THE PERFECT 9/11 >>>
When I woke up last Saturday, Facebook was ablaze with remembrances of Sept. 11 and debates about the advisability of constructing an interfaith community center, including a Muslim prayer room, two blocks from Ground Zero. I don't mind telling you I cried many times over what happened that awful morning, the last time in late December 2001. My mom and I went from Ground Zero to Rockefeller Center. Flags waved, Arab immigrants sold falafel to rich white businessmen, and defiant children ice skated in the middle of an historic blizzard. Loudspeakers promised, "War is over, if you want it." So that's what was on my mind this particular morning, 9/11/2010, as I prepared a simple Thai noodle dish to share at the Table for Olympia community potluck. Gray skies threatened Olympia's Fifth Avenue, and I wasn't in the mood for conviviality.

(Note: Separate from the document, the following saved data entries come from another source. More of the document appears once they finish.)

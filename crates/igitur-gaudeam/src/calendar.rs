//! Calendar and event media endpoints
//!
//! The global calendar is the only way to find events by date. Media are
//! not attached to events directly: an event has posts, and every post
//! has its own media list, uploaded by the post's creator.

use anyhow::{Context, Result};
use chrono::{DateTime, Utc};
use serde::Deserialize;
use tracing::{debug, instrument, warn};

use igitur_core::domain::event::{Event, MediaItem};
use igitur_core::domain::newtypes::{EventId, RemoteId};
use igitur_core::ports::event_source::IEventSource;

use crate::client::GaudeamClient;
use crate::drive::deserialize_id;

/// Calendar entries with this fragment in their URL are member birthdays
const BIRTHDAY_URL_MARKER: &str = "personal_records";

// ============================================================================
// Wire types
// ============================================================================

/// Entry of `/global_calendar.json`, also the shape of `/api/v1/events/{id}`
#[derive(Debug, Clone, Deserialize)]
pub struct CalendarEntry {
    #[serde(deserialize_with = "deserialize_id")]
    pub id: String,
    #[serde(default)]
    pub title: String,
    pub start: String,
    #[serde(default)]
    pub url: String,
}

impl CalendarEntry {
    pub fn is_birthday(&self) -> bool {
        self.url.contains(BIRTHDAY_URL_MARKER)
    }
}

#[derive(Debug, Clone, Deserialize)]
pub struct EventPost {
    #[serde(deserialize_with = "deserialize_id")]
    pub id: String,
    pub creator: PostCreator,
}

#[derive(Debug, Clone, Deserialize)]
pub struct PostCreator {
    pub full_name: String,
}

/// Entry of `/api/v1/posts/{id}/event_media`
#[derive(Debug, Clone, Deserialize)]
pub struct EventMedia {
    #[serde(deserialize_with = "deserialize_id")]
    pub id: String,
    pub uploaded_file: UploadedFile,
}

#[derive(Debug, Clone, Deserialize)]
pub struct UploadedFile {
    pub file_name: String,
    #[serde(default)]
    pub file_size: Option<u64>,
    pub original: OriginalVersion,
}

#[derive(Debug, Clone, Deserialize)]
pub struct OriginalVersion {
    pub url: String,
}

/// Calendar query boundary, always midnight UTC of the given day
fn calendar_bound(dt: DateTime<Utc>) -> String {
    dt.format("%Y-%m-%dT00:00:00Z").to_string()
}

// ============================================================================
// Requests
// ============================================================================

impl GaudeamClient {
    /// Raw global calendar between two days, birthdays included
    pub async fn global_calendar(
        &self,
        start: DateTime<Utc>,
        end: DateTime<Utc>,
    ) -> Result<Vec<CalendarEntry>> {
        let path = format!(
            "/global_calendar.json?start={}&end={}&timeZone=UTC",
            calendar_bound(start),
            calendar_bound(end)
        );
        self.get_json(&path).await
    }

    pub async fn get_event(&self, event_id: &str) -> Result<CalendarEntry> {
        self.get_json(&format!("/api/v1/events/{event_id}"))
            .await
            .with_context(|| format!("Failed to fetch event {event_id}"))
    }

    pub async fn event_posts(&self, event_id: &str) -> Result<Vec<EventPost>> {
        self.get_json(&format!("/api/v1/events/{event_id}/posts"))
            .await
            .with_context(|| format!("Failed to fetch posts of event {event_id}"))
    }

    pub async fn post_media(&self, post_id: &str) -> Result<Vec<EventMedia>> {
        self.get_json(&format!("/api/v1/posts/{post_id}/event_media"))
            .await
            .with_context(|| format!("Failed to fetch media of post {post_id}"))
    }

    /// Absolute URL for a media link that may be instance-relative
    pub fn absolute_url(&self, url: &str) -> String {
        if url.starts_with('/') {
            format!("{}{}", self.base_url(), url)
        } else {
            url.to_string()
        }
    }
}

// ============================================================================
// GaudeamEventSource
// ============================================================================

/// `IEventSource` adapter for one Gaudeam instance
pub struct GaudeamEventSource {
    client: GaudeamClient,
}

impl GaudeamEventSource {
    pub fn new(client: GaudeamClient) -> Self {
        Self { client }
    }
}

fn entry_to_event(entry: CalendarEntry) -> Result<Event> {
    let id = EventId::new(entry.id.clone())
        .with_context(|| format!("Calendar entry has an invalid id {:?}", entry.id))?;
    Ok(Event {
        id,
        title: entry.title,
        start: entry.start,
    })
}

fn media_to_item(media: EventMedia, uploader: &str) -> Option<MediaItem> {
    let id = match RemoteId::new(media.id.clone()) {
        Ok(id) => id,
        Err(e) => {
            warn!(id = %media.id, error = %e, "Ignoring media with invalid id");
            return None;
        }
    };
    Some(MediaItem {
        id,
        file_name: media.uploaded_file.file_name,
        url: media.uploaded_file.original.url,
        uploader: uploader.to_string(),
        size: media.uploaded_file.file_size,
    })
}

#[async_trait::async_trait]
impl IEventSource for GaudeamEventSource {
    #[instrument(skip(self), fields(event = %id))]
    async fn get_event(&self, id: &EventId) -> Result<Event> {
        entry_to_event(self.client.get_event(id.as_str()).await?)
    }

    #[instrument(skip(self))]
    async fn list_events(&self, start: DateTime<Utc>, end: DateTime<Utc>) -> Result<Vec<Event>> {
        let entries = self.client.global_calendar(start, end).await?;
        let total = entries.len();

        let mut events = Vec::with_capacity(total);
        for entry in entries {
            if entry.is_birthday() {
                continue;
            }
            match entry_to_event(entry) {
                Ok(event) => events.push(event),
                Err(e) => warn!(error = %e, "Ignoring calendar entry"),
            }
        }

        debug!(total, events = events.len(), "Fetched global calendar");
        Ok(events)
    }

    #[instrument(skip(self), fields(event = %event_id))]
    async fn list_media(&self, event_id: &EventId) -> Result<Vec<MediaItem>> {
        let posts = self.client.event_posts(event_id.as_str()).await?;

        let mut items = Vec::new();
        for post in posts {
            let media = self.client.post_media(&post.id).await?;
            debug!(post = %post.id, count = media.len(), "Fetched post media");
            items.extend(
                media
                    .into_iter()
                    .filter_map(|m| media_to_item(m, &post.creator.full_name)),
            );
        }
        Ok(items)
    }

    #[instrument(skip(self, media), fields(media = %media.id))]
    async fn fetch_media(&self, media: &MediaItem) -> Result<Vec<u8>> {
        let url = self.client.absolute_url(&media.url);
        self.client.get_bytes_from_url(&url).await
    }
}
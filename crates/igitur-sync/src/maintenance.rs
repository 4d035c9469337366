//! Remote drive cleanup
//!
//! Two passes over a remote folder tree. Both have a dry-run mode that
//! reports what would be deleted and deletes nothing.
//!
//! - [`RemoteCleaner::delete_duplicates`]: of several entries of one kind
//!   sharing a name in a folder, the first listed stays and the others are
//!   deleted. A deleted duplicate folder takes its content with it.
//! - [`RemoteCleaner::delete_empty_folders`]: deletes folders without any
//!   content, innermost first. The folder the pass starts from is kept.
//!
//! A failed listing or deletion is recorded and the pass continues; a
//! rejected session stops it.

use std::collections::HashSet;
use std::future::Future;
use std::pin::Pin;
use std::sync::Arc;

use tracing::{debug, info, instrument, warn};

use igitur_core::domain::entry::{Entry, EntryKind};
use igitur_core::domain::newtypes::RemoteId;
use igitur_core::domain::report::CleanupReport;
use igitur_core::ports::remote_drive::IRemoteDrive;

use crate::engine::{join_rel, rel_display, stop_on_auth, with_retry, EngineOptions};
use crate::SyncError;

type Pass<'a, T> = Pin<Box<dyn Future<Output = Result<T, SyncError>> + Send + 'a>>;

/// Deletes duplicate entries and empty folders on the remote drive
pub struct RemoteCleaner {
    remote: Arc<dyn IRemoteDrive>,
    options: EngineOptions,
}

impl RemoteCleaner {
    pub fn new(remote: Arc<dyn IRemoteDrive>, options: EngineOptions) -> Self {
        Self { remote, options }
    }

    /// Deletes all but the first of same-named entries, folder by folder
    ///
    /// # Errors
    /// `SyncError::Auth` if the session is rejected
    #[instrument(skip(self), fields(root = %root))]
    pub async fn delete_duplicates(&self, root: &RemoteId, dry_run: bool) -> Result<CleanupReport, SyncError> {
        let mut report = CleanupReport::new(dry_run);
        self.dedupe(root.clone(), String::new(), &mut report).await?;
        info!(
            deleted = report.deleted.len(),
            failed = report.failures.len(),
            dry_run,
            "Duplicate cleanup complete"
        );
        Ok(report)
    }

    /// Deletes every folder below `root` that holds nothing
    ///
    /// A folder whose only children are empty folders counts as empty.
    /// Children that are not part of the file tree keep a folder alive.
    ///
    /// # Errors
    /// `SyncError::Auth` if the session is rejected
    #[instrument(skip(self), fields(root = %root))]
    pub async fn delete_empty_folders(&self, root: &RemoteId, dry_run: bool) -> Result<CleanupReport, SyncError> {
        let mut report = CleanupReport::new(dry_run);
        self.prune(root.clone(), String::new(), &mut report).await?;
        info!(
            deleted = report.deleted.len(),
            failed = report.failures.len(),
            dry_run,
            "Empty folder cleanup complete"
        );
        Ok(report)
    }

    async fn list(&self, folder: &RemoteId, rel: &str, report: &mut CleanupReport) -> Result<Option<Vec<Entry>>, SyncError> {
        match with_retry("list folder", &self.options, || self.remote.list_folder(folder)).await {
            Ok(children) => Ok(Some(children)),
            Err(e) => {
                stop_on_auth(&e)?;
                warn!(path = rel_display(rel), error = %e, "Listing folder failed");
                report.record_failure(rel_display(rel), format!("listing folder failed: {e:#}"));
                Ok(None)
            }
        }
    }

    /// Deletes `entry`, or only records it on a dry run
    ///
    /// Returns whether the entry is gone (or would be).
    async fn delete(&self, entry: &Entry, rel: &str, report: &mut CleanupReport) -> Result<bool, SyncError> {
        let Some(id) = entry.identity.as_remote() else {
            report.record_failure(rel, format!("{} is not a remote entry", entry.identity));
            return Ok(false);
        };
        if report.dry_run {
            info!(path = rel, "Would delete");
            report.record_deleted(rel);
            return Ok(true);
        }

        let result = with_retry("delete", &self.options, || async move {
            match entry.kind {
                EntryKind::Folder => self.remote.delete_folder(id).await,
                EntryKind::File => self.remote.delete_file(id).await,
            }
        })
        .await;
        match result {
            Ok(()) => {
                info!(path = rel, "Deleted");
                report.record_deleted(rel);
                Ok(true)
            }
            Err(e) => {
                stop_on_auth(&e)?;
                warn!(path = rel, error = %e, "Delete failed");
                report.record_failure(rel, format!("{e:#}"));
                Ok(false)
            }
        }
    }

    fn dedupe<'a>(&'a self, folder: RemoteId, rel: String, report: &'a mut CleanupReport) -> Pass<'a, ()> {
        Box::pin(async move {
            let Some(children) = self.list(&folder, &rel, report).await? else {
                return Ok(());
            };

            let mut seen: HashSet<(EntryKind, String)> = HashSet::new();
            let mut kept_folders = Vec::new();
            for child in children {
                let child_rel = join_rel(&rel, &child.name);
                if seen.insert((child.kind, child.name.clone())) {
                    if let Some(id) = child.identity.as_remote().filter(|_| child.is_folder()) {
                        kept_folders.push((id.clone(), child_rel));
                    }
                    continue;
                }
                debug!(path = %child_rel, "Duplicate name");
                self.delete(&child, &child_rel, report).await?;
            }

            for (id, child_rel) in kept_folders {
                self.dedupe(id, child_rel, report).await?;
            }
            Ok(())
        })
    }

    /// Returns whether `folder` is empty once its empty subfolders are gone
    fn prune<'a>(&'a self, folder: RemoteId, rel: String, report: &'a mut CleanupReport) -> Pass<'a, bool> {
        Box::pin(async move {
            let Some(children) = self.list(&folder, &rel, report).await? else {
                return Ok(false);
            };

            let listed = children.len();
            let mut removed = 0;
            for child in &children {
                let Some(id) = child.identity.as_remote().filter(|_| child.is_folder()) else {
                    continue;
                };
                let child_rel = join_rel(&rel, &child.name);
                if self.prune(id.clone(), child_rel.clone(), report).await?
                    && self.delete(child, &child_rel, report).await?
                {
                    removed += 1;
                }
            }
            if removed < listed {
                return Ok(false);
            }

            // Polls, links and unusable names are not listed but still count.
            let still_present = if report.dry_run { listed } else { 0 };
            let total = match with_retry("count children", &self.options, || {
                self.remote.count_children(&folder)
            })
            .await
            {
                Ok(total) => total,
                Err(e) => {
                    stop_on_auth(&e)?;
                    warn!(path = rel_display(&rel), error = %e, "Counting children failed");
                    report.record_failure(rel_display(&rel), format!("counting children failed: {e:#}"));
                    return Ok(false);
                }
            };
            if total > still_present {
                debug!(path = rel_display(&rel), hidden = total - still_present, "Folder holds entries outside the tree");
                return Ok(false);
            }
            Ok(true)
        })
    }
}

We arrived at 4 sharp, disappointed to find only a long, empty table. A handful of information booths were set up curbside by volunteer organizations like Stand Up for Kids (standupforkids.org), a group that helps the hundreds of homeless and street kids in Olympia get on with their lives. (This year's Table for Olympia was sponsored by the Volunteer Center and Olympia Action Network.) A few such kids and homeless adults hovered nearby, waiting for a much-needed meal; but the street looked mostly desolate. Clearly, this event would be delayed until 4 p.m. Olympia Standard Time.
Suddenly, less than an hour later, as the skies cleared beautifully and the temperature touched 70 degrees, there were hundreds of us. Dishes were uncovered, paper plates distributed, and the mingling began. My friend Ben's vegetarian beans were an instant hit, followed quickly by my girlfriend's cucumber salad. Vegans lunged in like Space Invaders. Carnivores formed their own school of 3-D piranha, descending ravenously on a baking dish laden with roast pork, scouring it clean within minutes. I ate till I felt as if I'd swallowed a naked singularity. Waves of people showed up, far too many to count, each with a new buffet of homemade favorites. I gave up. Adam Richman couldn't manage four hours of this bounty. Kobayashi would throw in the towel. But what satisfied most wasn't glutting my friends and myself, it was watching those bedraggled teens and street people approach hesitantly, polite but famished, and eat till they were smiling and full. We were one big happy community, just as event organizers assured us we would be. Mathias Eichler, who instituted Table for Olympia last year and served as this year's media consultant, smiled proudly near the head of the table. It didn't feel like 9/11. It felt like Thanksgiving.
Obviously there should be an annual Day of Remembrance for what happened nine years ago, but it'd be a mistake to devote each and every 9/11 to ruminating over lives lost, the grief we shared, and where we were at 8:46 Eastern Time that morning. Table for Olympia represents the perfect commemoration, as the true strength of our nation isn't our ability to build somber memorial gardens or a matching pair of office skyscrapers - it's our unity, which we construct one community at a time.